=== Exercise goal ===
The records that follow must be repeated exactly, line by line.

Dataset excerpts:
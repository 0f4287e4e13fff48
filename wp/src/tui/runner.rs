//! TUI Runner - main loop that owns terminal and store
//!
//! The TuiRunner is responsible for:
//! - Initializing and restoring the terminal
//! - Draining pending actions from AppState and applying them to the store
//! - Running content generation on a background task
//! - Rendering at ~30 FPS

use std::io::Write as _;
use std::sync::Arc;
use std::time::Duration;

use base64::Engine as _;
use base64::engine::general_purpose::STANDARD as BASE64;
use eyre::Result;
use tokio::sync::mpsc;
use tokio::task::JoinHandle;
use tracing::{debug, warn};

use crate::assistant::Assistant;
use crate::domain::Task;
use crate::store::PlannerStore;

use super::Tui;
use super::app::App;
use super::events::{Event, EventHandler};
use super::state::{GenerateRequest, PendingAction};
use super::views;

/// Result of a background generation task
#[derive(Debug)]
enum GenerationOutcome {
    Tasks(Vec<Task>),
    Vows(String),
    ThankYou(String),
}

/// TUI Runner that manages the terminal and event loop
pub struct TuiRunner {
    /// Application state
    app: App,
    /// Terminal handle
    terminal: Tui,
    /// Persisted planner data
    store: PlannerStore,
    /// Content generation, shared with background tasks
    assistant: Arc<Assistant>,
    /// Event handler
    event_handler: EventHandler,
    /// Receiver for the in-flight generation, if any
    gen_rx: Option<mpsc::Receiver<GenerationOutcome>>,
    /// Handle of the in-flight generation task
    gen_task: Option<JoinHandle<()>>,
}

impl TuiRunner {
    /// Create a new TuiRunner over an opened store
    pub fn new(terminal: Tui, store: PlannerStore, assistant: Assistant, password: String) -> Self {
        debug!("TuiRunner::new: called");
        let mut runner = Self {
            app: App::new(password),
            terminal,
            store,
            assistant: Arc::new(assistant),
            event_handler: EventHandler::new(Duration::from_millis(33)), // ~30 FPS
            gen_rx: None,
            gen_task: None,
        };
        runner.refresh_snapshot();
        runner
    }

    /// Run the TUI main loop
    pub async fn run(&mut self) -> Result<()> {
        debug!("TuiRunner::run: entering main loop");
        loop {
            // Draw the UI
            self.terminal.draw(|frame| views::render(self.app.state(), frame))?;

            // Handle events
            match self.event_handler.next().await? {
                Event::Tick => {
                    self.handle_tick();
                }
                Event::Key(key_event) => {
                    if self.app.handle_key(key_event) {
                        break;
                    }
                    // Apply immediately so the next draw reflects the keystroke
                    self.drain_pending();
                }
                Event::Resize(width, height) => {
                    debug!(width, height, "TuiRunner::run: terminal resized");
                }
            }

            if self.app.state().should_quit {
                break;
            }
        }

        // Abort any generation still running; its result has nowhere to go
        if let Some(task) = self.gen_task.take() {
            task.abort();
        }

        Ok(())
    }

    /// Handle tick event - periodic updates
    fn handle_tick(&mut self) {
        self.drain_pending();
        self.poll_generation();
    }

    /// Apply queued actions in the order the user triggered them
    fn drain_pending(&mut self) {
        while let Some(action) = self.app.state_mut().pending.pop_front() {
            debug!(?action, "TuiRunner::drain_pending: applying");
            self.apply_action(action);
        }
    }

    fn apply_action(&mut self, action: PendingAction) {
        let result = match action {
            PendingAction::AddTask(title) => self.store.add_task(Task::new(title)).map(|_| true),
            PendingAction::ToggleTask(id) => self.store.toggle_task(&id),
            PendingAction::DeleteTask(id) => self.store.delete_task(&id),
            PendingAction::SubmitRsvp(rsvp) => self.store.add_rsvp(rsvp).map(|_| true),
            PendingAction::ReplaceDetails(details) => {
                self.store.update_details(details).map(|_| true)
            }
            PendingAction::Generate(request) => {
                self.spawn_generation(request);
                Ok(true)
            }
            PendingAction::CopyToClipboard(text) => {
                self.copy_to_clipboard(&text);
                Ok(true)
            }
        };

        if let Err(e) = result {
            warn!(error = %e, "apply_action: store operation failed");
            self.app.state_mut().set_error(format!("Save failed: {}", e));
        }

        self.refresh_snapshot();
    }

    /// Run one generation request off the event loop
    ///
    /// The App refuses overlapping requests, so at most one task and one
    /// channel exist at a time.
    fn spawn_generation(&mut self, request: GenerateRequest) {
        debug!(?request, "spawn_generation: called");
        let assistant = Arc::clone(&self.assistant);
        let (tx, rx) = mpsc::channel(1);

        let task = tokio::spawn(async move {
            let outcome = match request {
                GenerateRequest::Tasks { timeframe } => {
                    GenerationOutcome::Tasks(assistant.generate_tasks(&timeframe).await)
                }
                GenerateRequest::Vows {
                    tone,
                    memories,
                    partner,
                } => GenerationOutcome::Vows(assistant.generate_vows(&tone, &memories, &partner).await),
                GenerateRequest::ThankYou { guest, gift } => GenerationOutcome::ThankYou(
                    assistant.generate_thank_you_note(&guest, &gift).await,
                ),
            };
            if tx.send(outcome).await.is_err() {
                debug!("spawn_generation: receiver dropped, discarding outcome");
            }
        });

        self.gen_rx = Some(rx);
        self.gen_task = Some(task);
    }

    /// Pick up a finished generation, if one landed since the last tick
    fn poll_generation(&mut self) {
        let Some(rx) = &mut self.gen_rx else {
            return;
        };

        let outcome = match rx.try_recv() {
            Ok(outcome) => outcome,
            Err(mpsc::error::TryRecvError::Empty) => return,
            Err(mpsc::error::TryRecvError::Disconnected) => {
                warn!("poll_generation: generation task vanished without a result");
                self.gen_rx = None;
                self.gen_task = None;
                self.app.state_mut().generating = false;
                self.app.state_mut().set_error("Generation failed.");
                return;
            }
        };

        debug!("poll_generation: outcome received");
        self.gen_rx = None;
        self.gen_task = None;
        self.app.state_mut().generating = false;

        match outcome {
            GenerationOutcome::Tasks(tasks) => {
                if tasks.is_empty() {
                    self.app
                        .state_mut()
                        .set_error("No suggestions were generated. Try again.");
                } else {
                    let count = tasks.len();
                    if let Err(e) = self.store.prepend_tasks(tasks) {
                        warn!(error = %e, "poll_generation: failed to save suggestions");
                        self.app.state_mut().set_error(format!("Save failed: {}", e));
                    } else {
                        self.app
                            .state_mut()
                            .set_notice(format!("Added {} suggested tasks.", count));
                    }
                    self.refresh_snapshot();
                }
            }
            GenerationOutcome::Vows(text) => {
                self.app.state_mut().generated_vow = Some(text);
            }
            GenerationOutcome::ThankYou(text) => {
                self.app.state_mut().generated_note = Some(text);
            }
        }
    }

    /// Copy text to the system clipboard via OSC 52
    ///
    /// Works over SSH and in most modern terminal emulators; silently does
    /// nothing in terminals that ignore the sequence.
    fn copy_to_clipboard(&mut self, text: &str) {
        debug!(len = text.len(), "copy_to_clipboard: called");
        let encoded = BASE64.encode(text.as_bytes());
        let mut stdout = std::io::stdout();
        if write!(stdout, "\x1b]52;c;{}\x07", encoded)
            .and_then(|_| stdout.flush())
            .is_err()
        {
            warn!("copy_to_clipboard: failed to write escape sequence");
            self.app.state_mut().set_error("Copy failed.");
            return;
        }
        self.app.state_mut().set_notice("Copied to clipboard.");
    }

    /// Mirror the store into the rendering snapshot
    fn refresh_snapshot(&mut self) {
        let tasks = self.store.tasks().to_vec();
        let rsvps = self.store.rsvps().to_vec();
        let summary = self.store.rsvp_summary();
        let details = self.store.details().clone();

        let state = self.app.state_mut();
        state.tasks = tasks;
        state.rsvps = rsvps;
        state.summary = summary;
        // Safe mid-edit: pending replaces are drained before this runs, so
        // the store already matches what the configuration tab shows
        state.details = details;
        state.clamp_selection();
    }
}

=== Solution ===
repository 0f4287e4e13fff48
filename wp/src/tui/runner.rs
//! TUI Runner - main loop that owns terminal and store
//!
//! The TuiRunner is responsible for:
//! - Initializing and restoring the terminal
//! - Draining pending actions from AppState and applying them to the store
//! - Running content generation on a background task
//! - Rendering at ~30 FPS

use std::io::Write as _;
use std::sync::Arc;
use std::time::Duration;

use base64::Engine as _;
use base64::engine::general_purpose::STANDARD as BASE64;
use eyre::Result;
use tokio::sync::mpsc;
use tokio::task::JoinHandle;
use tracing::{debug, warn};

use crate::assistant::Assistant;
use crate::domain::Task;
use crate::store::PlannerStore;

use super::Tui;
use super::app::App;
use super::events::{Event, EventHandler};
use super::state::{GenerateRequest, PendingAction};
use super::views;

/// Result of a background generation task
#[derive(Debug)]
enum GenerationOutcome {
    Tasks(Vec<Task>),
    Vows(String),
    ThankYou(String),
}

/// TUI Runner that manages the terminal and event loop
pub struct TuiRunner {
    /// Application state
    app: App,
    /// Terminal handle
    terminal: Tui,
    /// Persisted planner data
    store: PlannerStore,
    /// Content generation, shared with background tasks
    assistant: Arc<Assistant>,
    /// Event handler
    event_handler: EventHandler,
    /// Receiver for the in-flight generation, if any
    gen_rx: Option<mpsc::Receiver<GenerationOutcome>>,
    /// Handle of the in-flight generation task
    gen_task: Option<JoinHandle<()>>,
}

impl TuiRunner {
    /// Create a new TuiRunner over an opened store
    pub fn new(terminal: Tui, store: PlannerStore, assistant: Assistant, password: String) -> Self {
        debug!("TuiRunner::new: called");
        let mut runner = Self {
            app: App::new(password),
            terminal,
            store,
            assistant: Arc::new(assistant),
            event_handler: EventHandler::new(Duration::from_millis(33)), // ~30 FPS
            gen_rx: None,
            gen_task: None,
        };
        runner.refresh_snapshot();
        runner
    }

    /// Run the TUI main loop
    pub async fn run(&mut self) -> Result<()> {
        debug!("TuiRunner::run: entering main loop");
        loop {
            // Draw the UI
            self.terminal.draw(|frame| views::render(self.app.state(), frame))?;

            // Handle events
            match self.event_handler.next().await? {
                Event::Tick => {
                    self.handle_tick();
                }
                Event::Key(key_event) => {
                    if self.app.handle_key(key_event) {
                        break;
                    }
                    // Apply immediately so the next draw reflects the keystroke
                    self.drain_pending();
                }
                Event::Resize(width, height) => {
                    debug!(width, height, "TuiRunner::run: terminal resized");
                }
            }

            if self.app.state().should_quit {
                break;
            }
        }

        // Abort any generation still running; its result has nowhere to go
        if let Some(task) = self.gen_task.take() {
            task.abort();
        }

        Ok(())
    }

    /// Handle tick event - periodic updates
    fn handle_tick(&mut self) {
        self.drain_pending();
        self.poll_generation();
    }

    /// Apply queued actions in the order the user triggered them
    fn drain_pending(&mut self) {
        while let Some(action) = self.app.state_mut().pending.pop_front() {
            debug!(?action, "TuiRunner::drain_pending: applying");
            self.apply_action(action);
        }
    }

    fn apply_action(&mut self, action: PendingAction) {
        let result = match action {
            PendingAction::AddTask(title) => self.store.add_task(Task::new(title)).map(|_| true),
            PendingAction::ToggleTask(id) => self.store.toggle_task(&id),
            PendingAction::DeleteTask(id) => self.store.delete_task(&id),
            PendingAction::SubmitRsvp(rsvp) => self.store.add_rsvp(rsvp).map(|_| true),
            PendingAction::ReplaceDetails(details) => {
                self.store.update_details(details).map(|_| true)
            }
            PendingAction::Generate(request) => {
                self.spawn_generation(request);
                Ok(true)
            }
            PendingAction::CopyToClipboard(text) => {
                self.copy_to_clipboard(&text);
                Ok(true)
            }
        };

        if let Err(e) = result {
            warn!(error = %e, "apply_action: store operation failed");
            self.app.state_mut().set_error(format!("Save failed: {}", e));
        }

        self.refresh_snapshot();
    }

    /// Run one generation request off the event loop
    ///
    /// The App refuses overlapping requests, so at most one task and one
    /// channel exist at a time.
    fn spawn_generation(&mut self, request: GenerateRequest) {
        debug!(?request, "spawn_generation: called");
        let assistant = Arc::clone(&self.assistant);
        let (tx, rx) = mpsc::channel(1);

        let task = tokio::spawn(async move {
            let outcome = match request {
                GenerateRequest::Tasks { timeframe } => {
                    GenerationOutcome::Tasks(assistant.generate_tasks(&timeframe).await)
                }
                GenerateRequest::Vows {
                    tone,
                    memories,
                    partner,
                } => GenerationOutcome::Vows(assistant.generate_vows(&tone, &memories, &partner).await),
                GenerateRequest::ThankYou { guest, gift } => GenerationOutcome::ThankYou(
                    assistant.generate_thank_you_note(&guest, &gift).await,
                ),
            };
            if tx.send(outcome).await.is_err() {
                debug!("spawn_generation: receiver dropped, discarding outcome");
            }
        });

        self.gen_rx = Some(rx);
        self.gen_task = Some(task);
    }

    /// Pick up a finished generation, if one landed since the last tick
    fn poll_generation(&mut self) {
        let Some(rx) = &mut self.gen_rx else {
            return;
        };

        let outcome = match rx.try_recv() {
            Ok(outcome) => outcome,
            Err(mpsc::error::TryRecvError::Empty) => return,
            Err(mpsc::error::TryRecvError::Disconnected) => {
                warn!("poll_generation: generation task vanished without a result");
                self.gen_rx = None;
                self.gen_task = None;
                self.app.state_mut().generating = false;
                self.app.state_mut().set_error("Generation failed.");
                return;
            }
        };

        debug!("poll_generation: outcome received");
        self.gen_rx = None;
        self.gen_task = None;
        self.app.state_mut().generating = false;

        match outcome {
            GenerationOutcome::Tasks(tasks) => {
                if tasks.is_empty() {
                    self.app
                        .state_mut()
                        .set_error("No suggestions were generated. Try again.");
                } else {
                    let count = tasks.len();
                    if let Err(e) = self.store.prepend_tasks(tasks) {
                        warn!(error = %e, "poll_generation: failed to save suggestions");
                        self.app.state_mut().set_error(format!("Save failed: {}", e));
                    } else {
                        self.app
                            .state_mut()
                            .set_notice(format!("Added {} suggested tasks.", count));
                    }
                    self.refresh_snapshot();
                }
            }
            GenerationOutcome::Vows(text) => {
                self.app.state_mut().generated_vow = Some(text);
            }
            GenerationOutcome::ThankYou(text) => {
                self.app.state_mut().generated_note = Some(text);
            }
        }
    }

    /// Copy text to the system clipboard via OSC 52
    ///
    /// Works over SSH and in most modern terminal emulators; silently does
    /// nothing in terminals that ignore the sequence.
    fn copy_to_clipboard(&mut self, text: &str) {
        debug!(len = text.len(), "copy_to_clipboard: called");
        let encoded = BASE64.encode(text.as_bytes());
        let mut stdout = std::io::stdout();
        if write!(stdout, "\x1b]52;c;{}\x07", encoded)
            .and_then(|_| stdout.flush())
            .is_err()
        {
            warn!("copy_to_clipboard: failed to write escape sequence");
            self.app.state_mut().set_error("Copy failed.");
            return;
        }
        self.app.state_mut().set_notice("Copied to clipboard.");
    }

    /// Mirror the store into the rendering snapshot
    fn refresh_snapshot(&mut self) {
        let tasks = self.store.tasks().to_vec();
        let rsvps = self.store.rsvps().to_vec();
        let summary = self.store.rsvp_summary();
        let details = self.store.details().clone();

        let state = self.app.state_mut();
        state.tasks = tasks;
        state.rsvps = rsvps;
        state.summary = summary;
        // Safe mid-edit: pending replaces are drained before this runs, so
        // the store already matches what the configuration tab shows
        state.details = details;
        state.clamp_selection();
    }
}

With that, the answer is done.